For purposes of the First Amendment, Darren Chaker posts this blog about library internet filtering and its review before the high court. The Supreme “Court [has] identified three types of fora: the traditional public forum, the public forum created by government designation, and the nonpublic forum.” Cornelius v. NAACP Legal Def. & Educ.Fund, Inc., 473 U.S. 788, 802 (1985). “Traditional” public fora include those places which “by long tradition or by government fiat have been devoted to assembly and debate.” Perry Educ. Assn. v. Perry Local Educators’ Assn., 460 U.S. 37, 45 (1983). They include “streets and parks which have immemorially been held in trust for the use of the public and, time out of mind, have been used for purposes of assembly, communicating thoughts between citizens, and discussing public questions.” Id. at 45 (internal quotation marks and citations omitted). Computers are devices of very recent origin. They are manifestly not in the category of traditional public fora. A “designated” public forum “consists of public property which the State has opened for use by the public as a place for expressive activity.” Id. at 45 (emphasis added).

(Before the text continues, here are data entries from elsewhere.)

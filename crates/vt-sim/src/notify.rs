//! Publish/subscribe channel for engine updates.
//!
//! Handlers are kept in registration order.  [`Notifier::publish`] copies the
//! handler list before dispatching, so a handler may subscribe or unsubscribe
//! (itself or others) from inside its own callback; changes take effect from
//! the next publish.
//!
//! The channel is single-threaded (`Rc`/`RefCell`), matching the engine's
//! one-driver tick model.
//!
//! # Example: self-removing handler
//!
//! ```rust,ignore
//! let slot: Rc<RefCell<Option<SubscriptionHandle<StateSnapshot>>>> = Default::default();
//! let inner = Rc::clone(&slot);
//! let handle = engine.subscribe(move |snap| {
//!     if snap.finished {
//!         if let Some(h) = inner.borrow_mut().take() {
//!             h.unsubscribe();
//!         }
//!     }
//! });
//! *slot.borrow_mut() = Some(handle);
//! ```

use std::cell::RefCell;
use std::fmt;
use std::rc::{Rc, Weak};

use tracing::warn;

type Handler<T> = Rc<RefCell<dyn FnMut(&T)>>;

struct Registry<T> {
    next_id:  u64,
    handlers: Vec<(u64, Handler<T>)>,
}

impl<T> Registry<T> {
    fn remove(&mut self, id: u64) -> bool {
        let before = self.handlers.len();
        self.handlers.retain(|(h, _)| *h != id);
        self.handlers.len() != before
    }
}

// ── Observer ──────────────────────────────────────────────────────────────────

/// Struct-based subscriber, for consumers that keep state between updates
/// and need to be inspected after the run.
pub trait Observer<T> {
    fn notify(&mut self, event: &T);
}

// ── SubscriptionHandle ────────────────────────────────────────────────────────

/// Returned by [`Notifier::subscribe`]; removes that subscription.
///
/// Holds only a weak reference to the registry, so a handler may own its
/// own handle without keeping the notifier alive.
pub struct SubscriptionHandle<T> {
    id:       u64,
    registry: Weak<RefCell<Registry<T>>>,
}

impl<T> SubscriptionHandle<T> {
    /// Remove the subscription.  Returns `false` if it was already removed
    /// or the notifier has been dropped.
    pub fn unsubscribe(&self) -> bool {
        match self.registry.upgrade() {
            Some(registry) => registry.borrow_mut().remove(self.id),
            None => false,
        }
    }
}

impl<T> Clone for SubscriptionHandle<T> {
    fn clone(&self) -> Self {
        Self { id: self.id, registry: Weak::clone(&self.registry) }
    }
}

impl<T> fmt::Debug for SubscriptionHandle<T> {
    fn fmt(&self, f: &mut fmt::Formatter<'_>) -> fmt::Result {
        f.debug_struct("SubscriptionHandle").field("id", &self.id).finish()
    }
}

// ── Notifier ──────────────────────────────────────────────────────────────────

/// Ordered registry of handlers for events of type `T`.
pub struct Notifier<T> {
    registry: Rc<RefCell<Registry<T>>>,
}

impl<T: 'static> Notifier<T> {
    pub fn new() -> Self {
        Self {
            registry: Rc::new(RefCell::new(Registry { next_id: 0, handlers: Vec::new() })),
        }
    }

    /// Register `handler`; it runs after every handler registered before it.
    pub fn subscribe<F>(&self, handler: F) -> SubscriptionHandle<T>
    where
        F: FnMut(&T) + 'static,
    {
        let mut registry = self.registry.borrow_mut();
        let id = registry.next_id;
        registry.next_id += 1;
        let handler: Handler<T> = Rc::new(RefCell::new(handler));
        registry.handlers.push((id, handler));

        SubscriptionHandle { id, registry: Rc::downgrade(&self.registry) }
    }

    /// Register a shared [`Observer`].  The caller keeps its own `Rc` to read
    /// the observer back later.
    pub fn subscribe_observer<O>(&self, observer: Rc<RefCell<O>>) -> SubscriptionHandle<T>
    where
        O: Observer<T> + 'static,
    {
        self.subscribe(move |event| observer.borrow_mut().notify(event))
    }

    /// Remove the subscription behind `handle`.  Returns `false` if it was
    /// not registered here.
    pub fn unsubscribe(&self, handle: &SubscriptionHandle<T>) -> bool {
        let ours = handle
            .registry
            .upgrade()
            .is_some_and(|r| Rc::ptr_eq(&r, &self.registry));
        ours && self.registry.borrow_mut().remove(handle.id)
    }

    /// Deliver `event` to every handler registered at the time of the call.
    ///
    /// Returns the number of handlers invoked.  A handler that is already
    /// running further up the stack is skipped rather than re-entered.
    pub fn publish(&self, event: &T) -> usize {
        let handlers: Vec<Handler<T>> = self
            .registry
            .borrow()
            .handlers
            .iter()
            .map(|(_, h)| Rc::clone(h))
            .collect();

        let mut delivered = 0;
        for handler in handlers {
            match handler.try_borrow_mut() {
                Ok(mut f) => {
                    (&mut *f)(event);
                    delivered += 1;
                }
                Err(_) => warn!("skipping re-entrant subscriber"),
            }
        }
        delivered
    }

    pub fn len(&self) -> usize {
        self.registry.borrow().handlers.len()
    }

    pub fn is_empty(&self) -> bool {
        self.registry.borrow().handlers.is_empty()
    }
}

impl<T: 'static> Default for Notifier<T> {
    fn default() -> Self {
        Self::new()
    }
}
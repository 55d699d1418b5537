//! `vt-sim`: advancing a vehicle along a route by elapsed time.
//!
//! # Tick model
//!
//! ```text
//! host frame / timer ──► driver ──► TraversalEngine::advance(delta_secs)
//!                                        │  move cursor by speed × delta
//!                                        │  skip zero-length segments
//!                                        │  snap + stop at the last waypoint
//!                                        ▼
//!                              Notifier::publish(&StateSnapshot)
//!                                        │
//!                          subscribers (trail, CSV trace, panels)
//! ```
//!
//! The engine owns no timer.  A driver (or the embedding application) calls
//! `advance` once per tick and schedules the next tick only after the call
//! returns, so at most one `advance` is ever in flight.
//!
//! # Crate layout
//!
//! | Module       | Contents                                                  |
//! |--------------|-----------------------------------------------------------|
//! | [`state`]    | `TraversalState`, the engine's single mutable record      |
//! | [`snapshot`] | `StateSnapshot`, `UpdateKind`                             |
//! | [`notify`]   | `Notifier<T>`, `SubscriptionHandle<T>`, `Observer<T>`     |
//! | [`engine`]   | `TraversalEngine`, `CompletionSummary`                    |
//! | [`driver`]   | `FrameDriver`, `FixedStepDriver`                          |
//! | [`error`]    | `SimError`, `SimResult<T>`                                |

pub mod driver;
pub mod engine;
pub mod error;
pub mod notify;
pub mod snapshot;
pub mod state;


pub use driver::{DriveReport, FixedStepDriver, FrameDriver, NextFrame};
pub use engine::{CompletionSummary, TraversalEngine};
pub use error::{SimError, SimResult};
pub use notify::{Notifier, Observer, SubscriptionHandle};
pub use snapshot::{StateSnapshot, UpdateKind};
pub use state::TraversalState;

Moreover, in order to be a “designated” public forum, the property must be open to “indiscriminate use by the general public.” Id. at 47 (emphasis added). Thus the Court has explained that “[t]he mere fact that an instrumentality is used for the communication of ideas does not make a public forum.… Were we to hold to the contrary, display cases in public hospitals, libraries, office buildings, military compounds, and other public facilities, immediately would become Hyde Parks open to every would-be pamphleteer and politician. This the Constitution does not require.” Perry, 460 U.S. at 49, n.9 (internal quotation marks and citations omitted).
In the traditional forum content-based regulations of citizen speech are subject to strict scrutiny. Such regulations will survive challenge only if “narrowly drawn to achieve a compelling state interest.” International Soc’y for Krishna Consciousness, Inc. v. Lee, 505 U.S. 672, 678 (1992). In a “designated” forum the government may dedicate it to 10 certain purposes and impose limitations that are “reasonable in light of the purpose served by the forum,” as long as the regulation does not result in “viewpoint discrimination.” Rosenberger v. Rector & Visitors of Univ. of Va., 515 U.S. 819, 829 (1995) (quoting Cornelius, 473 U.S. at 406).
By contrast, in a non-public forum “the state has maximum control over communicative behavior since its actions are most analogous to that of a private owner.” Paulsen v. County of Nassau, 925 F.2d 65, 69 (2nd Cir. 1991). “[G]overnment imposed restrictions of speech in [non-public fora] will be upheld so long as reasonable and viewpoint neutral.” Lee Art Theater, Inc.v. Virginia, 505 U.S. 636, 694. (Kennedy, J. concurring).
As Smolla and Nimmer have pointed out: The government “may reserve the forum for its intended purposes communicative or otherwise, as long as the regulation of speech is reasonable and not an effort to suppress expression merely because public officials opposed the speaker’s view. Entire classes of speech thus may be excluded from a nonforum. Those classes may be identified by content, as long as the exclusion is reasonable in light of the purpose of the forum and there is no discrimination upon viewpoints within a class. Smolla And Nimmer § 8:8 (quoting Perry, 460 U.S. at 47 with emphasis added by Smolla and Nimmer).The communications that are the target of the filtering software mandated by the federal statute are websites containing obscenity, child pornography or material harmful to minors. This restriction is manifestly the sort of content-based regulation that is permissible under the First Amendment standard that governs “designated” fora or non- public fora.